Sunday, November 25, 2012

Jerry Earl Johnston: 'Designer faith' trend here to stay

The trappings of American individualism can be seen everywhere. At restaurants, diners show up wearing everything from tennis shorts to tuxedos. Thanks to technology, nobody listens to a lick of music they don't choose to hear. We live in our own little worlds.

And in religion, more and more young people are opting for "designer faith" — a personalized, individual approach to believing.

In fact, a corps of authors has sprung up that this new crop of freethinkers embraces. The name Marianne Williamson comes to mind. So does Annie Dillard.

But the writer most cherished by these free-seekers may be Anne Lamott, a 58-year-old San Franciscan who recently became a grandmother.

Lamott's most influential book is probably "Traveling Mercies," a self-effacing, brutally honest memoir that tells of the author's quest for spiritual meaning in a turbulent world. It is a pilgrim's journal written for fellow pilgrims.

Other books soon followed — including "Plan B," and "Grace (Eventually)."

Now comes Lamott's handbook of prayer, which she has titled "Help, Thanks, Wow." It's a slim book that can be read in one sitting. I picked up a copy last week and did just that.

A feel for what Lamott is up to can be found in this swath from her introduction:

You may in fact be wondering what I even mean when I use the word "prayer."… It is communication from the heart to that which surpasses understanding.

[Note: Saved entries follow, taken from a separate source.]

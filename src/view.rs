//! Pure projection of controller state into something a UI can draw.

use crate::controller::{ConversationController, Notice};
use crate::message::{Message, Role};

/// Horizontal placement of a bubble
#[derive(Debug, Clone, Copy, PartialEq, Eq)]
pub enum Alignment {
    Leading,
    Centered,
    Trailing,
}

impl From<Role> for Alignment {
    fn from(role: Role) -> Self {
        match role {
            Role::User => Alignment::Trailing,
            Role::Assistant => Alignment::Leading,
            Role::System => Alignment::Centered,
        }
    }
}

#[derive(Debug, Clone, PartialEq, Eq)]
pub struct Bubble {
    pub role: Role,
    pub alignment: Alignment,
    pub text: String,
}

#[derive(Debug, Clone, PartialEq, Eq)]
pub struct ConversationView {
    pub bubbles: Vec<Bubble>,
    /// Typing placeholder text, present only while a turn is in flight
    pub typing: Option<String>,
    pub metric_lines: Vec<String>,
    pub evaluation: Option<String>,
    /// Whether the send affordance should accept input
    pub input_enabled: bool,
}

impl From<&Message> for Bubble {
    fn from(message: &Message) -> Self {
        Self {
            role: message.role,
            alignment: message.role.into(),
            text: message.content.clone(),
        }
    }
}

impl From<&Notice> for Bubble {
    fn from(notice: &Notice) -> Self {
        Self {
            role: Role::System,
            alignment: Alignment::Centered,
            text: notice.text.clone(),
        }
    }
}

/// Interleave history with local notices. A notice is drawn before the
/// history entry at its anchor; anchors past the end (history may shrink on
/// a full replace) land after the last entry.
fn merge_bubbles(history: &[Message], notices: &[Notice]) -> Vec<Bubble> {
    let mut notices: Vec<&Notice> = notices.iter().collect();
    notices.sort_by_key(|notice| notice.anchor);
    let mut notices = notices.into_iter().peekable();

    let mut bubbles = Vec::with_capacity(history.len() + notices.len());
    for (index, message) in history.iter().enumerate() {
        while let Some(notice) = notices.next_if(|notice| notice.anchor <= index) {
            bubbles.push(notice.into());
        }
        // the seed system message carries no text
        if message.role == Role::System && message.content.is_empty() {
            continue;
        }
        bubbles.push(message.into());
    }
    bubbles.extend(notices.map(Bubble::from));
    bubbles
}

pub fn render_state(controller: &ConversationController, assistant_name: &str) -> ConversationView {
    let bubbles = merge_bubbles(controller.history(), controller.notices());

    let loading = controller.is_loading();

    ConversationView {
        bubbles,
        typing: loading.then(|| format!("{assistant_name} is typing...")),
        metric_lines: controller.metrics().iter().map(|metric| metric.summary()).collect(),
        evaluation: controller.evaluation().map(str::to_string),
        input_enabled: !loading,
    }
}
//! Channel, layout and sample representation types shared by the mixer,
//! the panning model and the output formatter.

/// Number of channels in the internal working set: eight positional
/// channels plus LFE.
pub const OUTPUT_CHANNELS: usize = 9;

/// One mix frame of the internal working set, indexed by [`Channel`].
pub type MixFrame = [f32; OUTPUT_CHANNELS];

/// Internal working-set channel.
#[derive(Debug, Clone, Copy, PartialEq, Eq, Hash, PartialOrd, Ord)]
#[repr(usize)]
pub enum Channel {
    FrontLeft = 0,
    FrontRight,
    FrontCenter,
    Lfe,
    BackLeft,
    BackRight,
    BackCenter,
    SideLeft,
    SideRight,
}

impl Channel {
    #[inline]
    pub fn index(self) -> usize {
        self as usize
    }
}

/// Speaker layout of an output device.
#[derive(Debug, Clone, Copy, PartialEq, Eq, Hash)]
pub enum ChannelLayout {
    Mono,
    Stereo,
    Quad,
    X51,
    X61,
    X71,
}

impl ChannelLayout {
    /// Physical channels present on the device, in mix order.
    pub fn channels(self) -> &'static [Channel] {
        use Channel::*;
        match self {
            Self::Mono => &[FrontCenter],
            Self::Stereo => &[FrontLeft, FrontRight],
            Self::Quad => &[FrontLeft, FrontRight, BackLeft, BackRight],
            Self::X51 => &[FrontLeft, FrontRight, FrontCenter, Lfe, BackLeft, BackRight],
            Self::X61 => &[
                FrontLeft,
                FrontRight,
                FrontCenter,
                Lfe,
                BackCenter,
                SideLeft,
                SideRight,
            ],
            Self::X71 => &[
                FrontLeft,
                FrontRight,
                FrontCenter,
                Lfe,
                BackLeft,
                BackRight,
                SideLeft,
                SideRight,
            ],
        }
    }

    pub fn channel_count(self) -> usize {
        self.channels().len()
    }

    pub fn has_channel(self, channel: Channel) -> bool {
        self.channels().contains(&channel)
    }

    /// Whether the layout has speakers behind the front pair that a stereo
    /// source may be duplicated into.
    pub fn has_surround(self) -> bool {
        !matches!(self, Self::Mono | Self::Stereo)
    }
}

/// Output sample representation.
#[derive(Debug, Clone, Copy, PartialEq, Eq, Hash)]
pub enum SampleType {
    I8,
    U8,
    I16,
    U16,
    I32,
    U32,
    F32,
}

impl SampleType {
    pub fn bytes(self) -> usize {
        match self {
            Self::I8 | Self::U8 => 1,
            Self::I16 | Self::U16 => 2,
            Self::I32 | Self::U32 | Self::F32 => 4,
        }
    }
}

/// Interleaving order used for 5.1 and 7.1 output.
#[derive(Debug, Clone, Copy, PartialEq, Eq, Hash)]
pub enum ChannelOrder {
    /// FL FR BL BR FC LFE [SL SR]
    Alsa,
    /// FL FR FC LFE BL BR [SL SR]
    Wfx,
}

impl ChannelOrder {
    pub fn platform_default() -> Self {
        if cfg!(windows) { Self::Wfx } else { Self::Alsa }
    }
}

/// Negotiated device format.
#[derive(Debug, Clone, Copy, PartialEq, Eq)]
pub struct DeviceFormat {
    pub layout: ChannelLayout,
    pub sample_type: SampleType,
    pub sample_rate: u32,
    pub channel_order: ChannelOrder,
}

impl DeviceFormat {
    /// Bytes per interleaved output frame.
    pub fn block_align(&self) -> usize {
        self.layout.channel_count() * self.sample_type.bytes()
    }
}
//! The per-quantum mixing pass.
//!
//! For every playing source the mixer resolves parameters once per quantum,
//! then walks the source's queue with an 18.14 fixed-point cursor,
//! interpolating, filtering and accumulating into the dry buffer and the
//! wet buffers of the slots the source sends to. Buffer boundaries are
//! handed to the queue's transition rules. Nothing here allocates, blocks
//! or logs.

use crate::buffer::Buffer;
use crate::buffer_queue::{BufferQueue, Cursor, Transition};
use crate::config::Resampler;
use crate::context::ContextState;
use crate::effect_slot::SlotRuntime;
use crate::effects::EffectContext;
use crate::events::{MixerEvent, emit};
use crate::format::{Channel, DeviceFormat, MixFrame};
use crate::listener::Listener;
use crate::panning::PanningModel;
use crate::source::{MAX_SENDS, PlayState, Source, Voice};
use crate::source_params::{
    ContextParams, ParamInputs, SendSlotInfo, SourceParams, calc_source_params,
};
use crossbeam_channel::Sender;
use std::sync::Arc;

/// Largest number of frames mixed in one pass.
pub const BUFFERSIZE: usize = 4096;

pub const FRACTIONBITS: u32 = 14;
pub const FRACTIONONE: u32 = 1 << FRACTIONBITS;
pub const FRACTIONMASK: u32 = FRACTIONONE - 1;

/// Linear gain ramp towards a target over a fixed number of samples.
#[derive(Debug, Clone, Copy, Default, PartialEq)]
pub struct GainRamp {
    current: f32,
    target: f32,
    step: f32,
    remaining: usize,
}

impl GainRamp {
    /// Jumps straight to `target`.
    pub fn snap(&mut self, target: f32) {
        self.current = target;
        self.target = target;
        self.step = 0.0;
        self.remaining = 0;
    }

    /// Starts a new ramp from the current gain when the target changes. An
    /// unchanged target lets a ramp in progress run on.
    pub fn set_target(&mut self, target: f32, length: usize) {
        if target == self.target {
            return;
        }
        self.target = target;
        if length == 0 {
            self.snap(target);
            return;
        }
        self.step = (target - self.current) / length as f32;
        self.remaining = length;
    }

    /// Gain for the next sample.
    #[inline]
    pub fn next(&mut self) -> f32 {
        if self.remaining > 0 {
            self.remaining -= 1;
            self.current = if self.remaining == 0 {
                self.target
            } else {
                self.current + self.step
            };
        }
        self.current
    }

    pub fn current(&self) -> f32 {
        self.current
    }

    pub fn is_settled(&self) -> bool {
        self.remaining == 0
    }
}

/// Device-wide values fixed at creation.
#[derive(Debug, Clone, Copy)]
pub struct MixSettings {
    pub format: DeviceFormat,
    pub ramp_length: usize,
    pub resampler: Resampler,
    pub max_pitch: u32,
    pub num_sends: usize,
}

/// Working-set channels each source channel feeds, per buffer channel
/// count. Mono content is panned instead and has no table.
pub fn channel_targets(
    channels: u16,
    duplicate_stereo: bool,
) -> Option<&'static [&'static [Channel]]> {
    use Channel::*;
    let table: &'static [&'static [Channel]] = match channels {
        2 if duplicate_stereo => &[
            &[FrontLeft, BackLeft, SideLeft],
            &[FrontRight, BackRight, SideRight],
        ],
        2 => &[&[FrontLeft], &[FrontRight]],
        4 => &[&[FrontLeft], &[FrontRight], &[BackLeft], &[BackRight]],
        6 => &[
            &[FrontLeft],
            &[FrontRight],
            &[FrontCenter],
            &[Lfe],
            &[BackLeft],
            &[BackRight],
        ],
        7 => &[
            &[FrontLeft],
            &[FrontRight],
            &[FrontCenter],
            &[Lfe],
            &[BackCenter],
            &[SideLeft],
            &[SideRight],
        ],
        8 => &[
            &[FrontLeft],
            &[FrontRight],
            &[FrontCenter],
            &[Lfe],
            &[BackLeft],
            &[BackRight],
            &[SideLeft],
            &[SideRight],
        ],
        _ => return None,
    };
    Some(table)
}

/// Fixed-point cursor increment for a resampling ratio.
pub fn pitch_step(pitch: f32, max_pitch: u32) -> u32 {
    let ratio = pitch.min(max_pitch as f32);
    // Negative and NaN ratios saturate to zero; the cursor always moves.
    ((ratio * FRACTIONONE as f32 + 0.5) as u32).max(1)
}

/// Output frames that fit before the cursor passes `frames`, rounded up.
fn samples_until_end(cursor: Cursor, frames: usize, step: u32) -> usize {
    let position = ((cursor.pos as u64) << FRACTIONBITS) | cursor.frac as u64;
    let end = (frames as u64) << FRACTIONBITS;
    if position >= end {
        return 0;
    }
    end.saturating_sub(position).div_ceil(step as u64) as usize
}

#[inline]
fn advance_cursor(cursor: &mut Cursor, step: u32) {
    cursor.frac += step;
    cursor.pos += (cursor.frac >> FRACTIONBITS) as usize;
    cursor.frac &= FRACTIONMASK;
}

#[inline]
fn read_sample(
    queue: &BufferQueue,
    buffer: &Buffer,
    cursor: Cursor,
    chan: usize,
    resampler: Resampler,
) -> f32 {
    let s0 = queue.sample(buffer, cursor.pos, chan);
    match resampler {
        Resampler::Point => s0,
        Resampler::Linear => {
            let s1 = queue.sample(buffer, cursor.pos + 1, chan);
            s0 + (s1 - s0) * (cursor.frac as f32 / FRACTIONONE as f32)
        }
    }
}

/// Mixes one context for `dry.len()` frames: applies pending slot updates,
/// mixes every active source, then runs the slots' effects into `dry`.
pub(crate) fn mix_context(
    state: &mut ContextState,
    settings: &MixSettings,
    panning: &PanningModel,
    dry: &mut [MixFrame],
    events: &Sender<MixerEvent>,
) {
    let ContextState {
        sources,
        active,
        slots,
        listener,
        params,
    } = state;

    let effect_context = EffectContext {
        format: settings.format,
        panning,
    };
    for slot in slots.iter_mut() {
        slot.apply_update(&effect_context);
    }

    for id in active.iter() {
        if let Some(source) = sources.get_mut(id) {
            mix_source(
                source, listener, params, slots, settings, panning, dry, events,
            );
        }
    }
    active.retain(|id| sources.get(id).is_some_and(Source::is_playing));

    for slot in slots.iter_mut() {
        slot.process(dry);
    }
}

#[allow(clippy::too_many_arguments)]
fn mix_source(
    source: &mut Source,
    listener: &Listener,
    context: &ContextParams,
    slots: &mut [SlotRuntime],
    settings: &MixSettings,
    panning: &PanningModel,
    dry: &mut [MixFrame],
    events: &Sender<MixerEvent>,
) {
    if source.state != PlayState::Playing {
        return;
    }
    let Some((channels, buffer_rate)) = source
        .queue
        .format_buffer()
        .map(|b| (b.channels(), b.sample_rate()))
    else {
        return;
    };

    let num_sends = settings.num_sends.min(MAX_SENDS);
    let mut send_slots = [None; MAX_SENDS];
    let mut send_info = [None; MAX_SENDS];
    for (i, send) in source.props.sends.iter().take(num_sends).enumerate() {
        let Some(target) = &send.slot else {
            continue;
        };
        if let Some(index) = slots.iter().position(|s| Arc::ptr_eq(s.slot(), target)) {
            send_slots[i] = Some(index);
            send_info[i] = Some(SendSlotInfo::from_props(slots[index].props()));
        }
    }

    let inputs = ParamInputs {
        listener,
        context,
        panning,
        device_rate: settings.format.sample_rate,
        buffer_rate,
        buffer_channels: channels,
        num_sends,
        sends: send_info,
    };
    let params = calc_source_params(&source.props, &inputs);
    apply_targets(&mut source.voice, &params, settings.ramp_length);

    let step = pitch_step(params.pitch, settings.max_pitch);
    let looping = source.props.looping;
    let source_id = source.id();
    let table = channel_targets(channels, panning.duplicate_stereo());

    let mut done = 0;
    while done < dry.len() {
        if source.voice.cursor.pos >= source.queue.current_frames() {
            match source.queue.advance(&mut source.voice.cursor, looping) {
                Transition::NextBuffer => {
                    if !looping {
                        emit(events, MixerEvent::BufferProcessed { source_id });
                    }
                    continue;
                }
                Transition::Looped => {
                    emit(events, MixerEvent::SourceLooped { source_id });
                    continue;
                }
                Transition::Stopped => {
                    source.state = PlayState::Stopped;
                    emit(events, MixerEvent::BufferProcessed { source_id });
                    emit(events, MixerEvent::SourceStopped { source_id });
                    break;
                }
                Transition::Empty => break,
            }
        }

        source.queue.refresh_pad(looping);
        let queue = &source.queue;
        let voice = &mut source.voice;
        let Some(buffer) = queue.current_buffer() else {
            break;
        };

        let count = samples_until_end(voice.cursor, buffer.frames(), step).min(dry.len() - done);
        let out = &mut dry[done..done + count];

        if channels == 1 {
            for (i, frame) in out.iter_mut().enumerate() {
                let value = read_sample(queue, buffer, voice.cursor, 0, settings.resampler);

                let filtered = voice.dry_filters[0].process4(value);
                for (c, sample) in frame.iter_mut().enumerate() {
                    *sample += filtered * voice.dry_ramps[c].next();
                }

                for s in 0..num_sends {
                    let Some(index) = send_slots[s] else {
                        continue;
                    };
                    let wet = voice.wet_filters[s].process2(value);
                    slots[index].wet_mut()[done + i] += wet * voice.wet_ramps[s].next();
                }

                advance_cursor(&mut voice.cursor, step);
            }
        } else if let Some(table) = table {
            let matrix = panning.downmix();
            for frame in out.iter_mut() {
                for (chan, targets) in table.iter().enumerate() {
                    let value = read_sample(queue, buffer, voice.cursor, chan, settings.resampler);
                    let filtered = voice.dry_filters[chan].process2(value);
                    for &target in targets.iter() {
                        let gain = voice.dry_ramps[target.index()].next();
                        let row = &matrix[target.index()];
                        for (sample, weight) in frame.iter_mut().zip(row.iter()) {
                            *sample += filtered * gain * weight;
                        }
                    }
                }
                advance_cursor(&mut voice.cursor, step);
            }
        } else {
            for _ in 0..count {
                advance_cursor(&mut voice.cursor, step);
            }
        }

        done += count;
    }
}

/// Points the voice's ramps and filters at a fresh set of targets. A
/// source's first quantum starts at its targets with nothing to ramp from.
fn apply_targets(voice: &mut Voice, params: &SourceParams, ramp_length: usize) {
    let first_start = std::mem::take(&mut voice.first_start);

    for (ramp, &gain) in voice.dry_ramps.iter_mut().zip(params.dry_gains.iter()) {
        if first_start {
            ramp.snap(gain);
        } else {
            ramp.set_target(gain, ramp_length);
        }
    }
    for (ramp, &gain) in voice.wet_ramps.iter_mut().zip(params.wet_gains.iter()) {
        if first_start {
            ramp.snap(gain);
        } else {
            ramp.set_target(gain, ramp_length);
        }
    }

    for filter in voice.dry_filters.iter_mut() {
        filter.coeff = params.dry_coeff;
    }
    for (filter, &coeff) in voice.wet_filters.iter_mut().zip(params.wet_coeffs.iter()) {
        filter.coeff = coeff;
    }
}
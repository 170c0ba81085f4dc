//! Immutable PCM buffers.

use crate::error::{Result, SpatialMixError};
use std::sync::Arc;
use std::time::Duration;

/// Integer or float sample types a buffer can be filled from.
pub trait PcmSample: Copy {
    /// Bits per sample of the source representation.
    const BITS: u16;

    fn to_f32(self) -> f32;
}

impl PcmSample for u8 {
    const BITS: u16 = 8;

    fn to_f32(self) -> f32 {
        (self as f32 - 128.0) / 128.0
    }
}

impl PcmSample for i16 {
    const BITS: u16 = 16;

    fn to_f32(self) -> f32 {
        self as f32 / 32768.0
    }
}

impl PcmSample for f32 {
    const BITS: u16 = 32;

    fn to_f32(self) -> f32 {
        self
    }
}

/// Decoded, interleaved PCM shared between queues.
///
/// Samples are stored as `f32` whatever the input representation; the
/// original bit depth is kept for reporting.
#[derive(Debug)]
pub struct Buffer {
    samples: Vec<f32>,
    channels: u16,
    sample_rate: u32,
    bits: u16,
    frames: usize,
}

impl Buffer {
    /// Builds a buffer from interleaved samples.
    pub fn from_pcm<S: PcmSample>(samples: &[S], channels: u16, sample_rate: u32) -> Result<Arc<Self>> {
        if channels == 0 {
            return Err(SpatialMixError::AudioFormat(
                "Buffer must have at least one channel".into(),
            ));
        }
        if sample_rate == 0 {
            return Err(SpatialMixError::AudioFormat(
                "Buffer sample rate must be greater than 0".into(),
            ));
        }
        if samples.len() % channels as usize != 0 {
            return Err(SpatialMixError::AudioFormat(format!(
                "{} samples is not a whole number of {}-channel frames",
                samples.len(),
                channels
            )));
        }

        let samples: Vec<f32> = samples.iter().map(|s| s.to_f32()).collect();
        let frames = samples.len() / channels as usize;
        Ok(Arc::new(Self {
            samples,
            channels,
            sample_rate,
            bits: S::BITS,
            frames,
        }))
    }

    pub fn from_u8(samples: &[u8], channels: u16, sample_rate: u32) -> Result<Arc<Self>> {
        Self::from_pcm(samples, channels, sample_rate)
    }

    pub fn from_i16(samples: &[i16], channels: u16, sample_rate: u32) -> Result<Arc<Self>> {
        Self::from_pcm(samples, channels, sample_rate)
    }

    pub fn from_f32(samples: &[f32], channels: u16, sample_rate: u32) -> Result<Arc<Self>> {
        Self::from_pcm(samples, channels, sample_rate)
    }

    pub fn samples(&self) -> &[f32] {
        &self.samples
    }

    pub fn channels(&self) -> u16 {
        self.channels
    }

    pub fn sample_rate(&self) -> u32 {
        self.sample_rate
    }

    pub fn bits(&self) -> u16 {
        self.bits
    }

    /// Length in sample frames.
    pub fn frames(&self) -> usize {
        self.frames
    }

    pub fn duration(&self) -> Duration {
        Duration::from_secs_f64(self.frames as f64 / self.sample_rate as f64)
    }

    /// One sample of one channel. Callers stay within `frames()`.
    #[inline]
    pub fn sample(&self, frame: usize, channel: usize) -> f32 {
        self.samples[frame * self.channels as usize + channel]
    }
}

#[cfg(test)]
mod tests {
    use super::*;

    #[test]
    fn converts_integer_samples() {
        let buffer = Buffer::from_u8(&[0, 128, 255], 1, 8000).unwrap();
        assert_eq!(buffer.bits(), 8);
        assert_eq!(buffer.samples()[0], -1.0);
        assert_eq!(buffer.samples()[1], 0.0);

        let buffer = Buffer::from_i16(&[i16::MIN, 0, 16384, 0], 2, 8000).unwrap();
        assert_eq!(buffer.frames(), 2);
        assert_eq!(buffer.sample(0, 0), -1.0);
        assert_eq!(buffer.sample(1, 0), 0.5);
    }

    #[test]
    fn rejects_partial_frames() {
        assert!(Buffer::from_f32(&[0.0; 3], 2, 44100).is_err());
        assert!(Buffer::from_f32(&[0.0; 2], 0, 44100).is_err());
        assert!(Buffer::from_f32(&[0.0; 2], 1, 0).is_err());
    }

    #[test]
    fn duration_follows_rate() {
        let buffer = Buffer::from_f32(&[0.0; 22050], 1, 44100).unwrap();
        assert_eq!(buffer.duration(), Duration::from_millis(500));
    }
}
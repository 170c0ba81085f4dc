//! Math types for spatialmix

pub use glam::Vec3;

/// Orthonormal listener frame.
///
/// Listener space follows the usual right-handed audio convention: +X is to
/// the listener's right, +Y is up and -Z is straight ahead.
#[derive(Debug, Clone, Copy, PartialEq)]
pub struct ListenerBasis {
    pub right: Vec3,
    pub up: Vec3,
    pub back: Vec3,
}

impl ListenerBasis {
    /// Builds the basis from an "at" and "up" orientation pair.
    ///
    /// Degenerate input (zero or parallel vectors) falls back to the identity
    /// frame so that a badly configured listener never produces NaNs.
    pub fn from_orientation(forward: Vec3, up: Vec3) -> Self {
        let forward = forward.normalize_or_zero();
        let right = forward.cross(up).normalize_or_zero();
        let up = right.cross(forward).normalize_or_zero();
        if forward == Vec3::ZERO || right == Vec3::ZERO || up == Vec3::ZERO {
            return Self::identity();
        }
        Self {
            right,
            up,
            back: -forward,
        }
    }

    pub fn identity() -> Self {
        Self {
            right: Vec3::X,
            up: Vec3::Y,
            back: Vec3::Z,
        }
    }

    /// Rotates a world-space vector into listener space.
    pub fn to_listener_space(&self, v: Vec3) -> Vec3 {
        Vec3::new(v.dot(self.right), v.dot(self.up), v.dot(self.back))
    }
}

impl Default for ListenerBasis {
    fn default() -> Self {
        Self::identity()
    }
}

#[inline]
pub fn lerp(a: f32, b: f32, t: f32) -> f32 {
    a + (b - a) * t
}

#[cfg(test)]
mod tests {
    use super::*;

    #[test]
    fn identity_orientation_keeps_vectors() {
        let basis = ListenerBasis::from_orientation(-Vec3::Z, Vec3::Y);
        let v = Vec3::new(1.0, 2.0, -3.0);
        let out = basis.to_listener_space(v);
        assert!((out - v).length() < 1e-6);
    }

    #[test]
    fn facing_right_moves_right_side_to_front() {
        // Listener looks down +X, so a point at +X ends up straight ahead.
        let basis = ListenerBasis::from_orientation(Vec3::X, Vec3::Y);
        let out = basis.to_listener_space(Vec3::new(5.0, 0.0, 0.0));
        assert!((out - Vec3::new(0.0, 0.0, -5.0)).length() < 1e-5);
    }

    #[test]
    fn degenerate_orientation_falls_back_to_identity() {
        let basis = ListenerBasis::from_orientation(Vec3::Y, Vec3::Y);
        assert_eq!(basis, ListenerBasis::identity());
    }
}
use crate::math::{ListenerBasis, Vec3};

/// The single point of audition in a context.
#[derive(Debug, Clone, Copy, PartialEq)]
pub struct Listener {
    pub position: Vec3,
    pub velocity: Vec3,
    /// "At" vector
    pub forward: Vec3,
    pub up: Vec3,
    /// Master gain applied to every source in the context
    pub gain: f32,
    /// World units per meter, used for air absorption
    pub meters_per_unit: f32,
}

impl Default for Listener {
    fn default() -> Self {
        Self {
            position: Vec3::ZERO,
            velocity: Vec3::ZERO,
            forward: -Vec3::Z,
            up: Vec3::Y,
            gain: 1.0,
            meters_per_unit: 1.0,
        }
    }
}

impl Listener {
    pub fn basis(&self) -> ListenerBasis {
        ListenerBasis::from_orientation(self.forward, self.up)
    }
}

Let's say it is communication from one's heart to God … what the Greeks called the Really Real, what lies within us, beyond the scrim of our values, positions, convictions, and wounds. Or let's say it is a cry from deep within to Life or Love, with capital L's.

Welcome to the world of Anne Lamott. I've heard traditional believers describe her type of writing as "wind chime religion." It has a floating, unanchored feel. To paraphrase Gertrude Stein, there seems to be "no there, there."

But to a budding generation of Americans who've grown suspicious of organized religion — kids who see no way to separate religious history from folklore or drain theology of superstition, the Anne Lamotts of the world are a safe harbor. They offer a way to keep the baby (i.e. faith and spirituality) while chucking the bath water (stodgy institutions).

Of course, these new "wind chime" believers are easy to dismiss and even ridicule, but I think that would be a mistake. Each new poll shows their numbers are growing. Personally, I wonder if they aren't New Transcendentalists — that spiritual movement put in motion 200 years ago by another band of American religious renegades. They weren't named Lamott or Dillard, however. They were named Ralph Waldo Emerson, Henry David Thoreau, Louisa Mae Alcott and Margaret Fuller. And they changed the face of American faith.